"No," dijo Wen Yifan, bajando la cabeza y seguidamente comiendo su ramen. "No lo he visto desde que entré en la universidad. Creía que seguía viviendo en Běiyú. No sabría decir cuándo vino a Nánwú."
Sang Yan siguió mirándola, esta vez sin hablar.
Suavemente notando su atención, Wen Yifan levantó la cabeza. Se quedó pensando y añadió: "No pensé que volvería a encontrarme con él, pero he estado pasando por un buen momento."
Sang Yan arrugó ligeramente los labios: "Eso es suficiente."
Cuando las palabras cayeron, el silencio se hizo en la mesa del comedor.
Wen Yifan no sabía qué decir. Simplemente pensaba que lo sucedido ayer era un pequeño incidente y no valía la pena mencionarlo de nuevo. Pero no conocía la situación actual de tío Dàbó y su familia.
No sabía si seguían viviendo en la casa de Zhao Yuandong, ni si se habían mudado permanentemente a Nánwú, ni siquiera si regresarían a Běiyú algún día.
Wen Yifan pensaba que Nánwú era una gran ciudad.

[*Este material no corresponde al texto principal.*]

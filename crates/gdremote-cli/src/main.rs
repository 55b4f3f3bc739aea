//! gdremote - talk to a running Godot instance via its DevTools autoload.
//!
//! Commands go through the project's `user://` mailbox; the game must be
//! running with the DevTools autoload for anything to answer.

use std::path::PathBuf;
use std::process;

use clap::{Parser, Subcommand};
use tracing_subscriber::{EnvFilter, fmt, layer::SubscriberExt, util::SubscriberInitExt};

mod commands;

#[derive(Parser)]
#[command(
    name = "gdremote",
    version,
    about = "Interact with a running Godot instance via the DevTools autoload"
)]
pub struct Cli {
    /// Path to the Godot project
    #[arg(short, long, global = true, default_value = ".")]
    pub project: PathBuf,

    #[command(subcommand)]
    pub command: Command,
}

#[derive(Subcommand)]
pub enum Command {
    /// Check if DevTools is running
    Ping,
    /// Take a screenshot
    Screenshot {
        /// Output filename
        #[arg(short, long)]
        filename: Option<String>,
    },
    /// Validate a scene
    Validate {
        /// Scene path (res://...)
        #[arg(short, long)]
        scene: String,
    },
    /// Validate all scenes
    ValidateAll,
    /// Print the current scene tree
    SceneTree {
        /// Max depth
        #[arg(short, long, default_value_t = 10)]
        depth: u32,
    },
    /// Print performance metrics
    Performance,
    /// Get node state
    GetState {
        /// Node path
        #[arg(short, long)]
        node: Option<String>,
    },
    /// Set a node property
    SetState {
        /// Node path
        #[arg(short, long)]
        node: String,
        /// Property name
        #[arg(long)]
        property: String,
        /// Property value (JSON, number, or bare string)
        #[arg(long)]
        value: String,
    },
    /// Call a method on a node
    RunMethod {
        /// Node path
        #[arg(short, long)]
        node: String,
        /// Method name
        #[arg(short, long)]
        method: String,
        /// Method arguments as a JSON array
        #[arg(short, long)]
        args: Option<String>,
    },
    /// View DevTools logs
    Logs {
        /// Show last N entries
        #[arg(short, long)]
        tail: Option<usize>,
        /// Filter by category
        #[arg(short, long)]
        category: Option<String>,
    },
    /// Quit the running game
    Quit {
        /// Exit code for the game process
        #[arg(long)]
        exit_code: Option<i32>,
    },
    /// Simulate input actions
    #[command(subcommand)]
    Input(InputCommand),
}

#[derive(Subcommand)]
pub enum InputCommand {
    /// Press and hold an action
    Press {
        /// Action name (e.g. jump, move_left)
        action: String,
        /// Pressure strength 0.0-1.0
        #[arg(long)]
        strength: Option<f64>,
    },
    /// Release a held action
    Release {
        /// Action name to release
        action: String,
    },
    /// Press and release an action
    Tap {
        /// Action name to tap
        action: String,
        /// Hold duration in seconds before release
        #[arg(long)]
        hold: Option<f64>,
        /// Pressure strength 0.0-1.0
        #[arg(long)]
        strength: Option<f64>,
    },
    /// Release all simulated inputs
    Clear,
    /// List available input actions
    List {
        /// Include built-in ui_* actions
        #[arg(short, long)]
        all: bool,
    },
    /// Run an input sequence from a JSON file
    Sequence {
        /// Path to the sequence JSON file
        file: PathBuf,
        /// Sequence timeout in seconds
        #[arg(long)]
        timeout: Option<f64>,
    },
}

fn init_tracing() {
    let filter = EnvFilter::try_from_default_env().unwrap_or_else(|_| EnvFilter::new("warn"));
    tracing_subscriber::registry()
        .with(filter)
        .with(fmt::layer().with_writer(std::io::stderr))
        .init();
}

#[tokio::main(flavor = "current_thread")]
async fn main() {
    init_tracing();

    let cli = Cli::parse();
    if let Err(e) = commands::run(cli).await {
        eprintln!("error: {e:#}");
        process::exit(1);
    }
}

#[cfg(test)]
mod tests {
    use super::*;

    #[test]
    fn parses_set_state() {
        let cli = Cli::try_parse_from([
            "gdremote",
            "set-state",
            "--node",
            "/root/Game/Player",
            "--property",
            "Health",
            "--value",
            "100",
        ])
        .unwrap();
        match cli.command {
            Command::SetState {
                node,
                property,
                value,
            } => {
                assert_eq!(node, "/root/Game/Player");
                assert_eq!(property, "Health");
                assert_eq!(value, "100");
            }
            _ => panic!("wrong subcommand"),
        }
    }

    #[test]
    fn parses_nested_input_tap() {
        let cli = Cli::try_parse_from([
            "gdremote",
            "input",
            "tap",
            "jump",
            "--hold",
            "0.5",
        ])
        .unwrap();
        match cli.command {
            Command::Input(InputCommand::Tap { action, hold, strength }) => {
                assert_eq!(action, "jump");
                assert_eq!(hold, Some(0.5));
                assert!(strength.is_none());
            }
            _ => panic!("wrong subcommand"),
        }
    }

    #[test]
    fn project_flag_is_global() {
        let cli = Cli::try_parse_from(["gdremote", "ping", "--project", "/tmp/game"]).unwrap();
        assert_eq!(cli.project, PathBuf::from("/tmp/game"));
    }
}
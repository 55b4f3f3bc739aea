use std::path::PathBuf;
use std::time::Duration;

use thiserror::Error;

#[derive(Debug, Error)]
pub enum Error {
    /// The mailbox cannot be located: no project descriptor at the root.
    #[error("no project.godot found in {}", .0.display())]
    ProjectNotFound(PathBuf),

    /// No parseable result appeared within the deadline. Distinct from a
    /// responder that answered with an error.
    #[error(
        "no response to '{action}' after {}s - is the game running with the DevTools autoload?",
        .timeout.as_secs_f64()
    )]
    NoResponse { action: String, timeout: Duration },

    /// The responder executed the action and reported failure.
    #[error("{action} failed: {message}")]
    Remote { action: String, message: String },

    #[error(transparent)]
    Io(#[from] std::io::Error),
}

pub type Result<T> = std::result::Result<T, Error>;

Con solo el azar, probablemente no la volvería a ver durante toda su vida.
Pero Wen Yifan sentía un ligero inquietud.
No sabía si Mu Chéngyun mencionó anteriormente al tal Che Xingde o si, después de enterarse de su existencia, podría intentar contactarla por esa vía.
No sabía qué intenciones tenían al mudarse repentinamente a Nánwú.
No sabía si los perseguirían.
Aunque Wen Yifan pensaba que no había razón alguna para ello.
Pero estaba asustada con tal posibilidad.
Al recordarlo, volvió a mirar al hombre frente a ella. Al pensar en el incidente de la noche anterior cuando Che Xingde causó disturbios en su bar, su línea labial se afiló y añadió: "Sang Yan."
Sang Yan: "Mmm?"
Wen Yifan no tenía nada que temer. No le daba miedo que esas personas alteraran su vida. Siempre sería una persona capaz de cuidarse.
No creía que esas personas pudieran causarle problemas.
Pero le preocupaba la influencia que eso pudiera tener en Sang Yan.
Mirándolo directamente a los ojos, Wen Yifan le pidió con seriedad: "Si esa persona vuelve a venir mañana a 'trabajar' contigo. No importa lo que te diga o qué quiera, no tienes que preocuparte de él."
Sang Yan la miró y notando su expresión, río bajito y agarró su cabeza con fuerza. Parecía no darle mucha importancia a eso: "¿De qué te estás preocupando?"
"…"
"Si incluso te señalé mis fallos un año atrás, ¿cómo osaría hablar con alguien ahora?"
Al escuchar esto, Wen Yifan recordó de inmediato la noche en que se había emborrachado y le había contado "que reí contigo a cuatro chicas en una sola noche". Su atención se desvió rápidamente, sintiéndose un poco avergonzada.
Si no fuera por esa borrachera, ni siquiera sabría que estaba pendiente de ese asunto.
"Además," añadió Sang Yan, riendo: "¿Crees que alguien más podría sacar algo de mí?"